The entry of Luther Rice into the field of journalism was not based upon his love of writing or his desire to be an editor. Rather, it was an outgrowth of his complete devotion to the missionary outreach of Baptists. Rice had himself experienced the irresistible effect of reading missionary sermons and reports from the mission fields. It was his conviction that the printed page was of incalculable value in promoting missions especially, as well as every other Baptist enterprise.
Because Rice and others felt so keenly the need of a journal to arouse an informed missionary concern, a committee to the Baptist Board to Foreign Missions for the Untied States began publishing the Latter Day Luminary in 1818. Rice became the first editor of this missionary magazine. It was originally published as a quarterly, but became a monthly in 1821.

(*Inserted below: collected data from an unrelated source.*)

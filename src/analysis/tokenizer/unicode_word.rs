//! Unicode word tokenizer implementation.
//!
//! This module provides a tokenizer that splits text using Unicode word
//! boundary rules (UAX #29). It properly handles international text and
//! filters out non-word segments like punctuation and whitespace.
//!
//! # Examples
//!
//! ```
//! use kopis::analysis::tokenizer::Tokenizer;
//! use kopis::analysis::tokenizer::unicode_word::UnicodeWordTokenizer;
//!
//! let tokenizer = UnicodeWordTokenizer::new();
//! let tokens: Vec<_> = tokenizer.tokenize("Hello, world!").unwrap().collect();
//!
//! // Punctuation and whitespace are automatically filtered out
//! assert_eq!(tokens[0].text, "Hello");
//! assert_eq!(tokens[1].text, "world");
//! ```

use unicode_segmentation::UnicodeSegmentation;

use crate::analysis::token::{Token, TokenStream};
use crate::analysis::tokenizer::Tokenizer;
use crate::error::Result;

/// A tokenizer that splits text on Unicode word boundaries.
///
/// This tokenizer uses the Unicode Text Segmentation algorithm (UAX #29) to
/// identify word boundaries. It automatically filters out non-word segments
/// like punctuation and whitespace.
#[derive(Clone, Debug, Default)]
pub struct UnicodeWordTokenizer;

impl UnicodeWordTokenizer {
    /// Create a new Unicode word tokenizer.
    pub fn new() -> Self {
        UnicodeWordTokenizer
    }
}

impl Tokenizer for UnicodeWordTokenizer {
    fn tokenize(&self, text: &str) -> Result<TokenStream> {
        let tokens: Vec<Token> = text
            .unicode_words()
            .enumerate()
            .map(|(position, word)| Token::new(word, position))
            .collect();

        Ok(Box::new(tokens.into_iter()))
    }

    fn name(&self) -> &'static str {
        "unicode_word"
    }
}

Rice later became the editor of the first weekly Baptist family newspaper in America—The Columbian Star, begun in Washington in 1822. From the first the paper devoted much space to reporting missionary news.
In response to a need for printed materials suitable for distribution by home missionaries and other workers, the Baptist General Tract Society was established in 1824. Rice served as its first treasurer.
Luther Rice became a Journalist
because he conceived of publications as a means of educating the ministry, of kindling missionary interests among all Baptists, and — above all — of giving the good news of Jesus Christ to those who had never heard.